_Record excerpts_.
_ _ _

//! Resource identity model: files, directories and URLs addressed by
//! logical path instead of native handle.
//!
//! Resources are plain values. A [`File`] never owns its open handle; the
//! handle lives in the driver's [`HandleRegistry`](crate::registry::HandleRegistry)
//! keyed by the file's [`FileId`].

pub mod encoding;

use std::fmt;
use std::path::{Component, Path, PathBuf};
use std::sync::Arc;

use serde::{Deserialize, Serialize};

use crate::errors::DriverError;
use crate::http::progress::ProgressListener;

/// Numeric identifier correlating a [`File`] with its open handle.
#[derive(Debug, Clone, Copy, PartialEq, Eq, Hash, PartialOrd, Ord, Serialize, Deserialize)]
#[serde(transparent)]
pub struct FileId(pub u64);

impl fmt::Display for FileId {
    fn fmt(&self, f: &mut fmt::Formatter<'_>) -> fmt::Result {
        write!(f, "{}", self.0)
    }
}

/// A file addressed by logical path.
#[derive(Debug, Clone, PartialEq, Eq)]
pub struct File {
    id: FileId,
    path: String,
    absolute_path: PathBuf,
    encoding: Option<String>,
}

impl File {
    pub(crate) fn new(id: FileId, path: &str, base: &Path) -> Result<Self, DriverError> {
        Ok(Self {
            id,
            path: path.to_string(),
            absolute_path: absolute_path(base, path)?,
            encoding: None,
        })
    }

    pub fn id(&self) -> FileId {
        self.id
    }

    /// Logical path, relative to the driver's base path.
    pub fn path(&self) -> &str {
        &self.path
    }

    pub fn absolute_path(&self) -> &Path {
        &self.absolute_path
    }

    /// Text encoding used by `readAll` and text writes (`None` = utf-8).
    pub fn encoding(&self) -> Option<&str> {
        self.encoding.as_deref()
    }

    pub fn with_encoding(mut self, encoding: Option<String>) -> Self {
        self.encoding = encoding;
        self
    }

    /// Last segment of the logical path.
    pub fn name(&self) -> &str {
        last_segment(&self.path)
    }
}

/// A directory addressed by logical path. Directories are never "open".
#[derive(Debug, Clone, PartialEq, Eq)]
pub struct Directory {
    path: String,
    absolute_path: PathBuf,
}

impl Directory {
    pub(crate) fn new(path: &str, base: &Path) -> Result<Self, DriverError> {
        Ok(Self {
            path: path.to_string(),
            absolute_path: absolute_path(base, path)?,
        })
    }

    pub fn path(&self) -> &str {
        &self.path
    }

    pub fn absolute_path(&self) -> &Path {
        &self.absolute_path
    }
}

/// An HTTP endpoint plus the listener notified about transfer progress.
#[derive(Clone)]
pub struct Url {
    url: String,
    listener: Option<Arc<dyn ProgressListener>>,
}

impl Url {
    pub fn new(url: impl Into<String>) -> Self {
        Self {
            url: url.into(),
            listener: None,
        }
    }

    pub fn with_listener(mut self, listener: Arc<dyn ProgressListener>) -> Self {
        self.listener = Some(listener);
        self
    }

    pub fn url(&self) -> &str {
        &self.url
    }

    pub fn listener(&self) -> Option<&Arc<dyn ProgressListener>> {
        self.listener.as_ref()
    }
}

impl fmt::Debug for Url {
    fn fmt(&self, f: &mut fmt::Formatter<'_>) -> fmt::Result {
        f.debug_struct("Url")
            .field("url", &self.url)
            .field("listener", &self.listener.is_some())
            .finish()
    }
}

/// Closed set of resources a command argument can refer to.
#[derive(Debug, Clone)]
pub enum Resource {
    File(File),
    Directory(Directory),
    Url(Url),
}

impl Resource {
    pub fn kind(&self) -> &'static str {
        match self {
            Self::File(_) => "file",
            Self::Directory(_) => "directory",
            Self::Url(_) => "url",
        }
    }

    /// Descriptor handed back to the caller.
    pub fn serialize(&self) -> SerializedResource {
        match self {
            Self::File(f) => SerializedResource::Entry {
                path: f.path.clone(),
                kind: ResourceKind::File,
            },
            Self::Directory(d) => SerializedResource::Entry {
                path: d.path.clone(),
                kind: ResourceKind::Directory,
            },
            Self::Url(u) => SerializedResource::Url { url: u.url.clone() },
        }
    }
}

/// Kind tag of a filesystem entry descriptor.
#[derive(Debug, Clone, Copy, PartialEq, Eq, Serialize, Deserialize)]
#[serde(rename_all = "lowercase")]
pub enum ResourceKind {
    File,
    Directory,
}

/// Outgoing descriptor: `{path, type}` for files and directories,
/// `{url}` for URLs.
#[derive(Debug, Clone, PartialEq, Eq, Serialize, Deserialize)]
#[serde(untagged)]
pub enum SerializedResource {
    Entry {
        path: String,
        #[serde(rename = "type")]
        kind: ResourceKind,
    },
    Url {
        url: String,
    },
}

/// Incoming descriptor, tagged by `_t`.
#[derive(Debug, Clone, PartialEq, Eq, Deserialize)]
#[serde(tag = "_t", rename_all = "lowercase")]
pub enum ResourceDescriptor {
    File {
        path: String,
        #[serde(default)]
        id: Option<FileId>,
        #[serde(default)]
        encoding: Option<String>,
    },
    Directory {
        path: String,
    },
    Url {
        url: String,
    },
}

/// Join `logical` onto `base`, stripping a trailing separator.
///
/// Logical paths are rooted at `base`; a leading `/` does not escape it and
/// `..` components are rejected.
pub fn absolute_path(base: &Path, logical: &str) -> Result<PathBuf, DriverError> {
    let relative = logical.trim_start_matches('/').trim_end_matches('/');
    let relative = Path::new(relative);
    if relative
        .components()
        .any(|c| matches!(c, Component::ParentDir | Component::Prefix(_)))
    {
        return Err(DriverError::invalid(format!(
            "Path '{logical}' escapes the driver base path"
        )));
    }
    if relative.as_os_str().is_empty() {
        return Ok(base.to_path_buf());
    }
    Ok(base.join(relative))
}

/// Join a child name onto a logical parent path.
pub fn join_logical(parent: &str, name: &str) -> String {
    if parent.is_empty() || parent.ends_with('/') {
        format!("{parent}{name}")
    } else {
        format!("{parent}/{name}")
    }
}

/// Logical parent of `path`, keeping the trailing separator (`""` at the root).
pub fn parent_logical(path: &str) -> &str {
    match path.trim_end_matches('/').rfind('/') {
        Some(idx) => &path[..=idx],
        None => "",
    }
}

fn last_segment(path: &str) -> &str {
    let trimmed = path.trim_end_matches('/');
    trimmed.rsplit('/').next().unwrap_or(trimmed)
}
//! Transfer progress notifications and cancellation.
//!
//! An `httpRequest` whose options carry a `transferId` gets a
//! [`NotifyingListener`]: every progress sample becomes a
//! `transfer.progress` notification, and `transfer.cancel` flips the
//! transfer's token so the next sample aborts it.

use std::collections::HashMap;
use std::sync::{Arc, Mutex};

use fsrelay_core::http::ProgressListener;
use tokio_util::sync::CancellationToken;
use tracing::{debug, warn};

use crate::io::transport::NotificationSender;
use crate::protocol::messages::JsonRpcNotification;
use crate::protocol::methods::{TransferDirection, TransferProgressParams};

/// Live transfers by id.
#[derive(Default)]
pub struct TransferRegistry {
    tokens: Mutex<HashMap<String, CancellationToken>>,
}

impl TransferRegistry {
    pub fn new() -> Self {
        Self::default()
    }

    /// Register `transfer_id`, replacing an earlier transfer with that id.
    pub fn register(&self, transfer_id: &str) -> CancellationToken {
        let token = CancellationToken::new();
        if let Ok(mut tokens) = self.tokens.lock() {
            if tokens.insert(transfer_id.to_string(), token.clone()).is_some() {
                warn!("Transfer id {} reused while still active", transfer_id);
            }
        }
        token
    }

    pub fn finish(&self, transfer_id: &str) {
        if let Ok(mut tokens) = self.tokens.lock() {
            tokens.remove(transfer_id);
        }
    }

    /// Cancel `transfer_id`. Returns `false` when no such transfer is live.
    pub fn cancel(&self, transfer_id: &str) -> bool {
        let token = match self.tokens.lock() {
            Ok(tokens) => tokens.get(transfer_id).cloned(),
            Err(_) => None,
        };
        match token {
            Some(token) => {
                debug!("Cancelling transfer {}", transfer_id);
                token.cancel();
                true
            }
            None => false,
        }
    }

    #[cfg(test)]
    pub fn len(&self) -> usize {
        self.tokens.lock().map(|t| t.len()).unwrap_or(0)
    }
}

/// Forwards progress samples as notifications and aborts once cancelled.
pub struct NotifyingListener {
    transfer_id: String,
    sender: NotificationSender,
    token: CancellationToken,
}

impl NotifyingListener {
    pub fn new(transfer_id: String, sender: NotificationSender, token: CancellationToken) -> Self {
        Self {
            transfer_id,
            sender,
            token,
        }
    }

    fn report(&self, direction: TransferDirection, transferred: u64, total: Option<u64>) -> bool {
        if self.token.is_cancelled() {
            return false;
        }
        let params = TransferProgressParams {
            transfer_id: self.transfer_id.clone(),
            direction,
            transferred,
            total,
        };
        match serde_json::to_value(params) {
            Ok(params) => {
                // The client may be gone; the transfer keeps going regardless.
                let _ = self
                    .sender
                    .send(JsonRpcNotification::new("transfer.progress", params));
            }
            Err(e) => warn!("Failed to serialize progress notification: {}", e),
        }
        true
    }
}

impl ProgressListener for NotifyingListener {
    fn on_download_progress(&self, received: u64, total: Option<u64>) -> bool {
        self.report(TransferDirection::Download, received, total)
    }

    fn on_upload_progress(&self, sent: u64, total: u64) -> bool {
        self.report(TransferDirection::Upload, sent, Some(total))
    }
}
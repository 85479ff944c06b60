use std::sync::Arc;

use serde_json::Value;
use tokio::io::{AsyncBufRead, AsyncBufReadExt, AsyncWriteExt};
use tokio::sync::mpsc::{UnboundedReceiver, UnboundedSender};
use tokio_util::sync::CancellationToken;
use tokio_util::task::TaskTracker;
use tracing::{debug, warn};

use crate::handler::dispatch::Dispatcher;
use crate::protocol::errors;
use crate::protocol::messages::{JsonRpcErrorResponse, JsonRpcNotification, JsonRpcRequest};

/// Maximum message size: 1 MiB.
const MAX_LINE_SIZE: usize = 1_048_576;

/// Sender half for driver tasks to emit notifications.
pub type NotificationSender = UnboundedSender<JsonRpcNotification>;

/// Run the NDJSON transport loop over arbitrary async reader/writer.
///
/// Reads JSON-RPC messages from `reader` (one per line). `initialize` is
/// handled in line; every other request runs as its own task so a slow
/// transfer does not hold up the requests behind it (including the
/// `transfer.cancel` aimed at it). Responses and notifications are written
/// only from this loop. On EOF the loop stops reading, waits for in-flight
/// requests and flushes their responses. Cancelling `shutdown` exits
/// immediately.
pub async fn run_transport_loop<R, W>(
    reader: R,
    writer: &mut W,
    dispatcher: Arc<Dispatcher>,
    notification_rx: &mut UnboundedReceiver<JsonRpcNotification>,
    shutdown: CancellationToken,
) -> anyhow::Result<()>
where
    R: AsyncBufRead + Unpin,
    W: AsyncWriteExt + Unpin,
{
    let mut lines = reader.lines();
    let (response_tx, mut response_rx) = tokio::sync::mpsc::unbounded_channel::<Value>();
    let tracker = TaskTracker::new();
    let mut reading = true;

    loop {
        tokio::select! {
            _ = shutdown.cancelled() => {
                debug!("Shutdown signal received, exiting transport loop");
                return Ok(());
            }

            line = lines.next_line(), if reading => {
                let Some(line) = line? else {
                    debug!("Reader closed (EOF), waiting for {} in-flight requests", tracker.len());
                    reading = false;
                    tracker.close();
                    continue;
                };

                let trimmed = line.trim();
                if trimmed.is_empty() {
                    continue;
                }
                if let Some(request) = parse_request(writer, trimmed).await? {
                    if request.method == "initialize" {
                        let response = dispatcher.dispatch(request).await.to_json();
                        write_json(writer, &response).await?;
                        continue;
                    }
                    let dispatcher = dispatcher.clone();
                    let response_tx = response_tx.clone();
                    tracker.spawn(async move {
                        let response = dispatcher.dispatch(request).await.to_json();
                        // The loop only goes away on shutdown.
                        let _ = response_tx.send(response);
                    });
                }
            }

            Some(response) = response_rx.recv() => {
                debug!("Sending: {}", response);
                write_json(writer, &response).await?;
            }

            Some(notification) = notification_rx.recv() => {
                let json = serde_json::to_value(&notification)?;
                debug!("Sending notification: {}", json);
                write_json(writer, &json).await?;
            }

            _ = tracker.wait(), if !reading => break,
        }
    }

    while let Ok(response) = response_rx.try_recv() {
        write_json(writer, &response).await?;
    }
    Ok(())
}

/// Parse one line into a request, answering protocol errors directly.
async fn parse_request<W: AsyncWriteExt + Unpin>(
    writer: &mut W,
    line: &str,
) -> anyhow::Result<Option<JsonRpcRequest>> {
    if line.len() > MAX_LINE_SIZE {
        warn!("Message exceeds 1 MiB limit ({} bytes)", line.len());
        let err = JsonRpcErrorResponse::new(
            Value::Null,
            errors::PARSE_ERROR,
            "Message exceeds 1 MiB size limit",
        );
        write_json(writer, &serde_json::to_value(&err)?).await?;
        return Ok(None);
    }

    debug!("Received: {}", line);

    let request: JsonRpcRequest = match serde_json::from_str(line) {
        Ok(r) => r,
        Err(e) => {
            warn!("Failed to parse JSON-RPC request: {e}");
            let err = JsonRpcErrorResponse::new(
                Value::Null,
                errors::PARSE_ERROR,
                format!("Parse error: {e}"),
            );
            write_json(writer, &serde_json::to_value(&err)?).await?;
            return Ok(None);
        }
    };

    if request.jsonrpc != "2.0" {
        let err = JsonRpcErrorResponse::new(
            request.id,
            errors::INVALID_REQUEST,
            "Invalid JSON-RPC version (must be \"2.0\")",
        );
        write_json(writer, &serde_json::to_value(&err)?).await?;
        return Ok(None);
    }
    Ok(Some(request))
}

/// Write a JSON value as an NDJSON line to the writer.
pub async fn write_json<W: AsyncWriteExt + Unpin>(
    writer: &mut W,
    value: &Value,
) -> anyhow::Result<()> {
    let mut line = serde_json::to_string(value)?;
    line.push('\n');
    writer.write_all(line.as_bytes()).await?;
    writer.flush().await?;
    Ok(())
}
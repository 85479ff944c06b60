//! Integration tests for the stdio transport.
//!
//! These tests spawn a real `fsrelay-agent --stdio` process using the
//! binary built by cargo, hand it a driver configuration pointing at a
//! temporary directory and exchange NDJSON JSON-RPC messages with it.

use std::process::Stdio;
use std::time::Duration;

use serde_json::{json, Value};
use tempfile::TempDir;
use tokio::io::{AsyncBufReadExt, AsyncWriteExt, BufReader, Lines};
use tokio::process::{Child, ChildStdin, ChildStdout, Command};

const TIMEOUT: Duration = Duration::from_secs(10);

struct Agent {
    child: Child,
    stdin: ChildStdin,
    lines: Lines<BufReader<ChildStdout>>,
    next_id: u64,
}

impl Agent {
    fn spawn(config: &std::path::Path) -> Self {
        let mut child = Command::new(env!("CARGO_BIN_EXE_fsrelay-agent"))
            .arg("--config")
            .arg(config)
            .arg("--stdio")
            .env("RUST_LOG", "warn")
            .stdin(Stdio::piped())
            .stdout(Stdio::piped())
            .stderr(Stdio::null())
            .kill_on_drop(true)
            .spawn()
            .expect("failed to spawn fsrelay-agent");
        let stdin = child.stdin.take().unwrap();
        let stdout = child.stdout.take().unwrap();
        Self {
            child,
            stdin,
            lines: BufReader::new(stdout).lines(),
            next_id: 1,
        }
    }

    /// Send a request and wait for the response with the same id.
    async fn call(&mut self, method: &str, params: Value) -> Value {
        let id = self.next_id;
        self.next_id += 1;
        let request = json!({"jsonrpc": "2.0", "method": method, "params": params, "id": id});
        self.stdin
            .write_all(format!("{request}\n").as_bytes())
            .await
            .unwrap();
        self.stdin.flush().await.unwrap();

        loop {
            let line = tokio::time::timeout(TIMEOUT, self.lines.next_line())
                .await
                .expect("timed out waiting for response")
                .unwrap()
                .expect("agent closed stdout");
            let message: Value = serde_json::from_str(&line).unwrap();
            if message["id"] == id {
                return message;
            }
        }
    }

    async fn command(&mut self, cmd: &str, args: Value) -> Value {
        self.call(
            "driver.command",
            json!({"driver": "work", "cmd": cmd, "args": args}),
        )
        .await
    }

    async fn finish(mut self) {
        drop(self.stdin);
        let status = tokio::time::timeout(TIMEOUT, self.child.wait())
            .await
            .expect("agent did not exit after EOF")
            .unwrap();
        assert!(status.success());
    }
}

fn write_config(dir: &TempDir, permissions: &str) -> std::path::PathBuf {
    let root = dir.path().join("root");
    std::fs::create_dir_all(&root).unwrap();
    let config = dir.path().join("config.json");
    let contents = json!({
        "name": "integration",
        "drivers": [{"name": "work", "path": root, "permissions": permissions}]
    });
    std::fs::write(&config, contents.to_string()).unwrap();
    config
}

async fn initialized_agent(config: &std::path::Path) -> Agent {
    let mut agent = Agent::spawn(config);
    let response = agent
        .call(
            "initialize",
            json!({"protocol_version": "0.1.0", "client": "it", "client_version": "0"}),
        )
        .await;
    assert_eq!(response["result"]["drivers"], json!(["work"]));
    agent
}

#[tokio::test]
async fn file_session_over_stdio() {
    let dir = TempDir::new().unwrap();
    let config = write_config(&dir, "readWrite");
    let mut agent = initialized_agent(&config).await;
    let file = json!({"_t": "file", "path": "a.txt", "id": 1});

    assert!(agent.command("createFile", json!([file])).await["result"].is_null());
    agent
        .command("write", json!([file, "hello", null, null, 0]))
        .await;
    agent.command("close", json!([file])).await;

    assert_eq!(agent.command("fileLength", json!([file])).await["result"], 5);
    assert_eq!(agent.command("readAll", json!([file])).await["result"], "hello");
    assert_eq!(agent.call("health.check", Value::Null).await["result"]["open_files"], 0);

    agent.finish().await;
    assert_eq!(
        std::fs::read_to_string(dir.path().join("root/a.txt")).unwrap(),
        "hello"
    );
}

#[tokio::test]
async fn archive_round_trip_over_stdio() {
    let dir = TempDir::new().unwrap();
    let config = write_config(&dir, "readWrite");
    std::fs::create_dir_all(dir.path().join("root/site/img")).unwrap();
    std::fs::write(dir.path().join("root/site/index.html"), "<p>hi</p>").unwrap();
    std::fs::write(dir.path().join("root/site/img/logo.bin"), [9u8; 300]).unwrap();
    let mut agent = initialized_agent(&config).await;

    let site = json!({"_t": "directory", "path": "site"});
    let zip = json!({"_t": "file", "path": "site.zip"});
    let out = json!({"_t": "directory", "path": "restored"});

    let response = agent.command("zipDirectory", json!([site, zip])).await;
    assert!(response.get("error").is_none(), "{response}");
    let response = agent.command("unzip", json!([zip, out])).await;
    assert!(response.get("error").is_none(), "{response}");

    let listing = agent.command("readDirectory", json!([out, 1])).await;
    assert_eq!(
        listing["result"],
        json!([
            {"path": "restored/img", "type": "directory"},
            {"path": "restored/img/logo.bin", "type": "file"},
            {"path": "restored/index.html", "type": "file"}
        ])
    );
    agent.finish().await;

    assert_eq!(
        std::fs::read(dir.path().join("root/restored/img/logo.bin")).unwrap(),
        vec![9u8; 300]
    );
}

#[tokio::test]
async fn read_only_driver_refuses_mutations_over_stdio() {
    let dir = TempDir::new().unwrap();
    let config = write_config(&dir, "read");
    let mut agent = initialized_agent(&config).await;

    let response = agent
        .command("mkDir", json!([{"_t": "directory", "path": "new"}]))
        .await;
    assert_eq!(response["error"]["code"], -32011);
    let response = agent.command("format", json!([])).await;
    assert_eq!(response["error"]["code"], -32601);

    agent.finish().await;
    assert!(!dir.path().join("root/new").exists());
}
//! Blocking filesystem helpers, run through `spawn_blocking` by the driver.

use std::path::Path;

use walkdir::WalkDir;

use crate::errors::DriverError;
use crate::resource::{join_logical, ResourceKind, SerializedResource};

/// Attach the logical path to an I/O error, keeping its kind.
pub fn io_context(e: std::io::Error, path: &str) -> DriverError {
    DriverError::Io(std::io::Error::new(e.kind(), format!("{path}: {e}")))
}

/// List `abs` as descriptors rooted at the logical path `logical`.
///
/// Entries are sorted by name. Subdirectories are descended into while
/// `depth > 0`, each level with `depth - 1`; children follow their parent.
pub fn read_directory_sync(
    abs: &Path,
    logical: &str,
    depth: i64,
    out: &mut Vec<SerializedResource>,
) -> Result<(), DriverError> {
    let mut names = Vec::new();
    for entry in std::fs::read_dir(abs).map_err(|e| io_context(e, logical))? {
        let entry = entry.map_err(|e| io_context(e, logical))?;
        names.push(entry.file_name().to_string_lossy().to_string());
    }
    names.sort();

    for name in names {
        let child_abs = abs.join(&name);
        let child_logical = join_logical(logical, &name);
        // Follow symlinks, so a link to a directory lists as a directory.
        let metadata =
            std::fs::metadata(&child_abs).map_err(|e| io_context(e, &child_logical))?;
        let kind = if metadata.is_file() {
            ResourceKind::File
        } else {
            ResourceKind::Directory
        };
        out.push(SerializedResource::Entry {
            path: child_logical.clone(),
            kind,
        });
        if kind == ResourceKind::Directory && depth > 0 {
            read_directory_sync(&child_abs, &child_logical, depth - 1, out)?;
        }
    }
    Ok(())
}

/// Recursively copy `src` into `dst`, creating `dst` and merging into it
/// when it exists.
pub fn copy_dir_sync(src: &Path, dst: &Path) -> Result<(), DriverError> {
    std::fs::create_dir_all(dst)?;
    for entry in WalkDir::new(src).min_depth(1) {
        let entry = entry?;
        let rel = entry
            .path()
            .strip_prefix(src)
            .map_err(|e| DriverError::Io(std::io::Error::other(e)))?;
        let target = dst.join(rel);
        if entry.file_type().is_dir() {
            std::fs::create_dir_all(&target)?;
        } else {
            if let Some(parent) = target.parent() {
                std::fs::create_dir_all(parent)?;
            }
            std::fs::copy(entry.path(), &target)?;
        }
    }
    Ok(())
}

#[cfg(test)]
mod tests {
    use super::*;
    use tempfile::TempDir;

    #[test]
    fn read_directory_sync_sorts_by_name() {
        let dir = TempDir::new().unwrap();
        std::fs::write(dir.path().join("b.txt"), "b").unwrap();
        std::fs::write(dir.path().join("a.txt"), "a").unwrap();
        std::fs::create_dir(dir.path().join("c")).unwrap();

        let mut out = Vec::new();
        read_directory_sync(dir.path(), "root", 0, &mut out).unwrap();
        let paths: Vec<_> = out
            .iter()
            .map(|e| match e {
                SerializedResource::Entry { path, .. } => path.as_str(),
                SerializedResource::Url { url } => url.as_str(),
            })
            .collect();
        assert_eq!(paths, ["root/a.txt", "root/b.txt", "root/c"]);
    }

    #[test]
    fn read_directory_sync_missing_dir() {
        let mut out = Vec::new();
        let err = read_directory_sync(Path::new("/nonexistent/abc123"), "x", 0, &mut out)
            .unwrap_err();
        assert!(matches!(err, DriverError::Io(ref e) if e.kind() == std::io::ErrorKind::NotFound));
    }

    #[test]
    fn copy_dir_sync_copies_nested_tree() {
        let dir = TempDir::new().unwrap();
        let src = dir.path().join("src");
        std::fs::create_dir_all(src.join("nested/deep")).unwrap();
        std::fs::write(src.join("top.txt"), "top").unwrap();
        std::fs::write(src.join("nested/deep/leaf.bin"), [0u8, 1, 2]).unwrap();
        std::fs::create_dir(src.join("empty")).unwrap();

        let dst = dir.path().join("dst");
        copy_dir_sync(&src, &dst).unwrap();

        assert_eq!(std::fs::read_to_string(dst.join("top.txt")).unwrap(), "top");
        assert_eq!(std::fs::read(dst.join("nested/deep/leaf.bin")).unwrap(), [0, 1, 2]);
        assert!(dst.join("empty").is_dir());
    }
}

_ _ _

_Exercise instructions_. Starting at the first line of the records above, please copy every line exactly through the line containing "use crate::http::progress::ProgressListener;", and stop there.

_Response area_.
//! Resource identity model: files, directories and URLs addressed by
//! logical path instead of native handle.
//!
//! Resources are plain values. A [`File`] never owns its open handle; the
//! handle lives in the driver's [`HandleRegistry`](crate::registry::HandleRegistry)
//! keyed by the file's [`FileId`].

pub mod encoding;

use std::fmt;
use std::path::{Component, Path, PathBuf};
use std::sync::Arc;

use serde::{Deserialize, Serialize};

use crate::errors::DriverError;
use crate::http::progress::ProgressListener;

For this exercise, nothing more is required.